Records to use =>
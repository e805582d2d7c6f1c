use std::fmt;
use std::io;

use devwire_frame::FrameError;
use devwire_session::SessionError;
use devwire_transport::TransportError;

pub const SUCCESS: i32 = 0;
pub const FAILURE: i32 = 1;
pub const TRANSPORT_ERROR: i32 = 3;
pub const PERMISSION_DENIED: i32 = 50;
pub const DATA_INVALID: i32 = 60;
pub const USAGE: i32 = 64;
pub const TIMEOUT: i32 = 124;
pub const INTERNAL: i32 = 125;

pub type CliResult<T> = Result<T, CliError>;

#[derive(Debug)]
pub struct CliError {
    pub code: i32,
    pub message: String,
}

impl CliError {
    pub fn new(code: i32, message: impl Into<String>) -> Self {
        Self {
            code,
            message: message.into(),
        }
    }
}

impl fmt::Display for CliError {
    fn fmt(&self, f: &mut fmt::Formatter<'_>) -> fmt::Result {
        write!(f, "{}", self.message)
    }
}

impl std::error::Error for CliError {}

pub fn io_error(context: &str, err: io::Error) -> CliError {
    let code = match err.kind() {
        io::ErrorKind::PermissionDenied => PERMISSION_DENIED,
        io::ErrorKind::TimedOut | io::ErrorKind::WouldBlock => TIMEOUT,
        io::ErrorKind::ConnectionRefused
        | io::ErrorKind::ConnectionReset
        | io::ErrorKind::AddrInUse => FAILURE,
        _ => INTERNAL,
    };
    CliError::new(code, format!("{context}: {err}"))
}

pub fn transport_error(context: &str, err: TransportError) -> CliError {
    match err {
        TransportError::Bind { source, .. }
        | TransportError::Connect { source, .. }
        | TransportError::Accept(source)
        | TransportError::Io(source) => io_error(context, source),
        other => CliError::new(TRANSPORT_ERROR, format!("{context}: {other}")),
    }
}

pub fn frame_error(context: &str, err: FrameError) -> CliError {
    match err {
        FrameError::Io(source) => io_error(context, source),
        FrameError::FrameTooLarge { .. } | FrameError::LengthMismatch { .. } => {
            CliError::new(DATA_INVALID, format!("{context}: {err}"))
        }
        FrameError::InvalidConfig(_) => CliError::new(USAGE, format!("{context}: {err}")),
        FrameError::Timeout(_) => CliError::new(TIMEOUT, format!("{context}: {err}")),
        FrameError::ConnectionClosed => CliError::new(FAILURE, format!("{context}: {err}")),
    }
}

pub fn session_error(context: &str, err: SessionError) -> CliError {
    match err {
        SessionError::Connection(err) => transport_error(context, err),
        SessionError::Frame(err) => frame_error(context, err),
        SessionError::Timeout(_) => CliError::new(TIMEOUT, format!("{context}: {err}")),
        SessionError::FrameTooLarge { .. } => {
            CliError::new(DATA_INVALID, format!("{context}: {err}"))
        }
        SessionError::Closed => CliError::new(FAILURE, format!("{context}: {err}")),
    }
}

Your goal => All lines of the entries above where "const" turns up should be reported.

Result for this task =>
pub const SUCCESS: i32 = 0;
pub const FAILURE: i32 = 1;
pub const TRANSPORT_ERROR: i32 = 3;
pub const PERMISSION_DENIED: i32 = 50;
pub const DATA_INVALID: i32 = 60;
pub const USAGE: i32 = 64;
pub const TIMEOUT: i32 = 124;
pub const INTERNAL: i32 = 125;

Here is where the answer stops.